González-Rey (2013) relaciona esse atraso na América Latina, com exceção de Cuba, à vigilância
ideológica, presente nesses países, que consideravam subversivas quaisquer produções científicas,
culturais ou artísticas, provenientes da antiga URSS, durante o extenso período da guerra fria. Nas
últimas décadas, aumentam investigações que tomam como ponto de partida a constituição da infância
como fenômeno multideterminado, do qual fazem parte indissociavelmente seu lugar e sua relação no
coletivo, isto é, família, cultura, rede de apoio, desejo de pertencimento ao grupo, condições físicas e
sociais, sentidos e significados atribuídos ou mesmo contexto histórico e político. Permanecem,
contudo, investigações que concebem a criança como universal, comparável em sua faixa etária com
qualquer outra nos mais distantes contextos, espacial e temporalmente.
A importância crescente do contexto para compreensão dos fenômenos que envolvem o sujeito
aparece nas propostas de classificação, de Hall (2006), de sujeito sociológico e sujeito pós-moderno. A
noção do sujeito sociológico, com “núcleo” ou “essência interior”, compreende que é na relação deste
com o social que se constitui a “identidade”, pela mediação de valores, sentidos e símbolos. O “sujeito
pós-moderno”, tributário de uma filosofia não metafísica, não será mais herdeiro de uma essência
primeira.
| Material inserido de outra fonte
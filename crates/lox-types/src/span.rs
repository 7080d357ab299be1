use serde::{Deserialize, Serialize};
use std::fmt;

/// Source location span.
///
/// Line and column values are 1-based. Serialised with the field names
/// editors expect (`line`, `column`, `end_line`, `end_column`).
#[derive(Debug, Clone, Copy, PartialEq, Eq, Hash, Serialize, Deserialize)]
pub struct Span {
    #[serde(rename = "line")]
    pub start_line: u32,
    #[serde(rename = "column")]
    pub start_col: u32,
    pub end_line: u32,
    #[serde(rename = "end_column")]
    pub end_col: u32,
}

impl Span {
    pub fn new(start_line: u32, start_col: u32, end_line: u32, end_col: u32) -> Self {
        Self {
            start_line,
            start_col,
            end_line,
            end_col,
        }
    }

    /// A zero-width span at a single position.
    pub fn point(line: u32, col: u32) -> Self {
        Self::new(line, col, line, col)
    }

    /// The line runtime faults are reported against.
    pub fn line(&self) -> u32 {
        self.start_line
    }

    /// Smallest span covering both `self` and `other`.
    pub fn merge(self, other: Span) -> Span {
        let (start_line, start_col) = (self.start_line, self.start_col)
            .min((other.start_line, other.start_col));
        let (end_line, end_col) =
            (self.end_line, self.end_col).max((other.end_line, other.end_col));
        Span::new(start_line, start_col, end_line, end_col)
    }
}

impl fmt::Display for Span {
    fn fmt(&self, f: &mut fmt::Formatter<'_>) -> fmt::Result {
        write!(f, "{}:{}", self.start_line, self.start_col)
    }
}

/// A named piece of Lox source text.
///
/// Diagnostics borrow their context line from here; the interpreter core
/// never looks at source text.
#[derive(Debug, Clone)]
pub struct SourceFile {
    pub name: String,
    pub source: String,
    /// Byte offset of the first character of every line.
    line_starts: Vec<usize>,
}

impl SourceFile {
    pub fn new(name: impl Into<String>, source: impl Into<String>) -> Self {
        let source = source.into();
        let line_starts = std::iter::once(0)
            .chain(source.match_indices('\n').map(|(i, _)| i + 1))
            .collect();
        Self {
            name: name.into(),
            source,
            line_starts,
        }
    }

    /// Source line by 1-based number, without its line terminator.
    pub fn line(&self, line_number: u32) -> Option<&str> {
        let idx = line_number.checked_sub(1)? as usize;
        let start = *self.line_starts.get(idx)?;
        let end = self
            .line_starts
            .get(idx + 1)
            .map(|&s| s.saturating_sub(1))
            .unwrap_or(self.source.len());
        Some(self.source[start..end].trim_end_matches('\r'))
    }

    pub fn line_count(&self) -> usize {
        self.line_starts.len()
    }
}
//! Resolver tests.
//!
//! Covers: scope distances, globals, closures, class scopes for `this` and
//! `super`, every static error, and continuing after errors.

use lox_eval::{Resolutions, Resolver};
use lox_lexer::Lexer;
use lox_parser::Parser;
use lox_types::ast::*;
use lox_types::{Diagnostics, ErrorCode, SourceFile, Span};
use pretty_assertions::assert_eq;

// ══════════════════════════════════════════════════════════════════════════════
// Helpers
// ══════════════════════════════════════════════════════════════════════════════

fn parse(source: &str) -> Program {
    let sf = SourceFile::new("test.lox", source);
    let lex = Lexer::new(&sf).lex();
    let result = Parser::new(lex.tokens, &sf).parse();
    assert!(
        !result.errors.has_errors(),
        "parse errors: {:?}",
        result.errors.errors
    );
    result.program
}

fn resolve(source: &str) -> (Program, Resolutions, Diagnostics) {
    let sf = SourceFile::new("test.lox", source);
    let program = parse(source);
    let mut errors = Diagnostics::empty();
    let resolutions = Resolver::new(&mut errors, &sf).resolve(&program.stmts);
    (program, resolutions, errors)
}

fn errors(source: &str) -> Vec<(ErrorCode, String)> {
    resolve(source)
        .2
        .iter()
        .map(|e| (e.code, e.message.clone()))
        .collect()
}

fn codes(source: &str) -> Vec<ErrorCode> {
    errors(source).into_iter().map(|(code, _)| code).collect()
}

/// Every variable-like reference (`name`, `this`, `super`) with its
/// resolved distance, in source order.
fn distances(source: &str) -> Vec<(String, Option<usize>)> {
    let (program, resolutions, errors) = resolve(source);
    assert!(!errors.has_errors(), "resolve errors: {:?}", errors.errors);
    let mut out = Vec::new();
    for stmt in &program.stmts {
        collect_stmt(stmt, &resolutions, &mut out);
    }
    out
}

fn collect_stmt(stmt: &Stmt, r: &Resolutions, out: &mut Vec<(String, Option<usize>)>) {
    match stmt {
        Stmt::Expression(s) => collect_expr(&s.expr, r, out),
        Stmt::Print(s) => collect_expr(&s.expr, r, out),
        Stmt::Var(s) => {
            if let Some(init) = &s.initializer {
                collect_expr(init, r, out);
            }
        }
        Stmt::Block(b) => b.stmts.iter().for_each(|s| collect_stmt(s, r, out)),
        Stmt::If(s) => {
            collect_expr(&s.condition, r, out);
            collect_stmt(&s.then_branch, r, out);
            if let Some(e) = &s.else_branch {
                collect_stmt(e, r, out);
            }
        }
        Stmt::While(s) => {
            collect_expr(&s.condition, r, out);
            collect_stmt(&s.body, r, out);
        }
        Stmt::Function(f) => f.body.iter().for_each(|s| collect_stmt(s, r, out)),
        Stmt::Class(c) => {
            if let Some(sup) = &c.superclass {
                collect_expr(sup, r, out);
            }
            for m in &c.methods {
                m.body.iter().for_each(|s| collect_stmt(s, r, out));
            }
        }
        Stmt::Return(s) => {
            if let Some(v) = &s.value {
                collect_expr(v, r, out);
            }
        }
    }
}

fn collect_expr(expr: &Expr, r: &Resolutions, out: &mut Vec<(String, Option<usize>)>) {
    match &expr.kind {
        ExprKind::Variable(name) => out.push((name.name.clone(), r.get(expr.id))),
        ExprKind::This => out.push(("this".into(), r.get(expr.id))),
        ExprKind::Super { .. } => out.push(("super".into(), r.get(expr.id))),
        ExprKind::Assign { name, value } => {
            collect_expr(value, r, out);
            out.push((format!("{}=", name.name), r.get(expr.id)));
        }
        ExprKind::Grouping(e) | ExprKind::Unary { operand: e, .. } => collect_expr(e, r, out),
        ExprKind::Binary { left, right, .. } | ExprKind::Logical { left, right, .. } => {
            collect_expr(left, r, out);
            collect_expr(right, r, out);
        }
        ExprKind::Call { callee, args, .. } => {
            collect_expr(callee, r, out);
            args.iter().for_each(|a| collect_expr(a, r, out));
        }
        ExprKind::Get { object, .. } => collect_expr(object, r, out),
        ExprKind::Set { object, value, .. } => {
            collect_expr(object, r, out);
            collect_expr(value, r, out);
        }
        ExprKind::Literal(_) => {}
    }
}

fn entry(name: &str, distance: Option<usize>) -> (String, Option<usize>) {
    (name.to_string(), distance)
}

// ══════════════════════════════════════════════════════════════════════════════
// Distances
// ══════════════════════════════════════════════════════════════════════════════

#[test]
fn test_globals_are_left_unresolved() {
    assert_eq!(
        distances("var a = 1; print a; a = 2;"),
        vec![entry("a", None), entry("a=", None)]
    );
}

#[test]
fn test_block_locals() {
    assert_eq!(
        distances("{ var a = 1; print a; { print a; { a = 3; } } }"),
        vec![entry("a", Some(0)), entry("a", Some(1)), entry("a=", Some(2))]
    );
}

#[test]
fn test_resolution_searches_every_enclosing_scope() {
    assert_eq!(
        distances("{ var a = 1; { { { { print a; } } } } }"),
        vec![entry("a", Some(4))]
    );
}

#[test]
fn test_shadowing_picks_innermost() {
    assert_eq!(
        distances("{ var a = 1; { var a = 2; print a; } print a; }"),
        vec![entry("a", Some(0)), entry("a", Some(0))]
    );
}

#[test]
fn test_function_params_and_closures() {
    let source = "fun outer(x) { var y = x; fun inner() { return x + y; } return inner; }";
    assert_eq!(
        distances(source),
        vec![
            entry("x", Some(0)),
            entry("x", Some(1)),
            entry("y", Some(1)),
            entry("inner", Some(0)),
        ]
    );
}

#[test]
fn test_closure_binds_by_declaration_site() {
    // `a` inside show() binds to the global even though a local `a` is
    // declared later in the same block.
    let source = "var a = \"global\"; { fun show() { print a; } show(); var a = \"block\"; show(); }";
    assert_eq!(
        distances(source),
        vec![entry("a", None), entry("show", Some(0)), entry("show", Some(0))]
    );
}

#[test]
fn test_this_in_method() {
    assert_eq!(
        distances("class A { m() { return this; } }"),
        vec![entry("this", Some(1))]
    );
}

#[test]
fn test_this_in_nested_function_inside_method() {
    assert_eq!(
        distances("class A { m() { fun f() { return this; } return f; } }"),
        vec![entry("this", Some(2)), entry("f", Some(0))]
    );
}

#[test]
fn test_super_is_one_scope_beyond_this() {
    assert_eq!(
        distances("class A {} class B < A { m() { return super.m; } }"),
        vec![entry("A", None), entry("super", Some(2))]
    );
}

#[test]
fn test_local_class_and_superclass() {
    assert_eq!(
        distances("{ class A {} class B < A {} print B; }"),
        vec![entry("A", Some(0)), entry("B", Some(0))]
    );
}

#[test]
fn test_for_loop_variable_scope() {
    assert_eq!(
        distances("for (var i = 0; i < 2; i = i + 1) print i;"),
        vec![
            entry("i", Some(0)),
            entry("i", Some(1)),
            entry("i", Some(1)),
            entry("i=", Some(1)),
        ]
    );
}

// ══════════════════════════════════════════════════════════════════════════════
// Static errors
// ══════════════════════════════════════════════════════════════════════════════

#[test]
fn test_self_referential_initializer() {
    assert_eq!(
        errors("var a = 1; { var a = a; }"),
        vec![(
            ErrorCode::SELF_REFERENTIAL_INITIALIZER,
            "Can't read local variable in its own initializer.".to_string()
        )]
    );
}

#[test]
fn test_global_self_reference_is_not_a_static_error() {
    assert!(codes("var a = a;").is_empty());
}

#[test]
fn test_duplicate_local_declaration() {
    assert_eq!(
        errors("{ var a = 1; var a = 2; }"),
        vec![(
            ErrorCode::ALREADY_DECLARED,
            "Already a variable with this name in this scope.".to_string()
        )]
    );
}

#[test]
fn test_duplicate_parameter() {
    assert_eq!(codes("fun f(a, a) {}"), vec![ErrorCode::ALREADY_DECLARED]);
}

#[test]
fn test_global_redeclaration_is_allowed() {
    assert!(codes("var a = 1; var a = 2;").is_empty());
}

#[test]
fn test_return_at_top_level() {
    assert_eq!(
        errors("return 1;"),
        vec![(
            ErrorCode::RETURN_OUTSIDE_FUNCTION,
            "Can't return from top-level code.".to_string()
        )]
    );
}

#[test]
fn test_return_value_from_initializer() {
    assert_eq!(
        codes("class A { init() { return 1; } }"),
        vec![ErrorCode::RETURN_VALUE_FROM_INITIALIZER]
    );
    assert!(codes("class A { init() { return; } }").is_empty());
}

#[test]
fn test_return_value_in_function_nested_in_initializer_is_fine() {
    assert!(codes("class A { init() { fun f() { return 1; } } }").is_empty());
}

#[test]
fn test_this_outside_class() {
    assert_eq!(codes("print this;"), vec![ErrorCode::THIS_OUTSIDE_CLASS]);
    assert_eq!(codes("fun f() { return this; }"), vec![ErrorCode::THIS_OUTSIDE_CLASS]);
}

#[test]
fn test_super_outside_class() {
    assert_eq!(
        errors("super.m();"),
        vec![(
            ErrorCode::SUPER_OUTSIDE_CLASS,
            "Can't use 'super' outside of a class.".to_string()
        )]
    );
}

#[test]
fn test_super_without_superclass() {
    assert_eq!(
        errors("class A { m() { super.m(); } }"),
        vec![(
            ErrorCode::SUPER_WITHOUT_SUPERCLASS,
            "Can't use 'super' in a class with no superclass.".to_string()
        )]
    );
}

#[test]
fn test_self_inheritance() {
    let (_, _, diags) = resolve("class A < A {}");
    assert_eq!(diags.total_errors, 1);
    assert_eq!(diags.errors[0].code, ErrorCode::SELF_INHERITANCE);
    assert_eq!(diags.errors[0].message, "A class can't inherit from itself.");
    assert_eq!(diags.errors[0].span, Span::new(1, 11, 1, 11));
}

#[test]
fn test_all_errors_reported_in_one_pass() {
    let source = "return;\nprint this;\n{ var a = a; }\nclass A < A {}\n{ var b; var b; }";
    assert_eq!(
        codes(source),
        vec![
            ErrorCode::RETURN_OUTSIDE_FUNCTION,
            ErrorCode::THIS_OUTSIDE_CLASS,
            ErrorCode::SELF_REFERENTIAL_INITIALIZER,
            ErrorCode::SELF_INHERITANCE,
            ErrorCode::ALREADY_DECLARED,
        ]
    );
}

#[test]
fn test_error_carries_source_line() {
    let (_, _, diags) = resolve("var x;\n{\n  var a = a;\n}");
    let err = &diags.errors[0];
    assert_eq!(err.span.start_line, 3);
    assert_eq!(err.source_line, "  var a = a;");
}

#[test]
fn test_class_context_restored_after_class() {
    assert_eq!(
        codes("class A { m() { return this; } } print this;"),
        vec![ErrorCode::THIS_OUTSIDE_CLASS]
    );
}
Se a noção de identidade esteve associada à fixidez e imutabilidade, passa a ser incorporada
em diálogo com o contexto. No limite, investigações, não apenas em psicologia, nas quais aparecem
ideias de formação e transformação contínuas, marcadas pela transitoriedade e pelo conceito de
identidades múltiplas e, por vezes, contraditórias: “A identidade plenamente unificada, completa,
segura e coerente é uma fantasia” (Hall, 2006, p. 13).
Na sociologia reflexiva de Pierre Bourdieu (2005, 2009, 2011) a compreensão de uma vida ou de
uma obra é indissociável de suas condições de realização, circunscritas a um “espaço dos possíveis”.
Nessa perspectiva, a compreensão do pesquisador deve voltar-se para o campo no qual e contra o
qual uma vida se fez e, primeiramente, para sua própria vida, no movimento reflexivo que Bourdieu
(2005) defendeu e exercitou. Para o autor, na vertente anterior estão implícitos pressupostos de que a
vida constitui um todo coerente, linear, expressão unitária de intenção ou projeto, que transcorre em
uma ordem cronológica e lógica, com origem e fim, dirigida para sua realização. Tentar compreender a
vida com essas características seria quase tão absurdo quanto analisar um trajeto no metrô sem
considerar a estrutura da rede, as condições e relações objetivas, a passagem por aqueles trilhos.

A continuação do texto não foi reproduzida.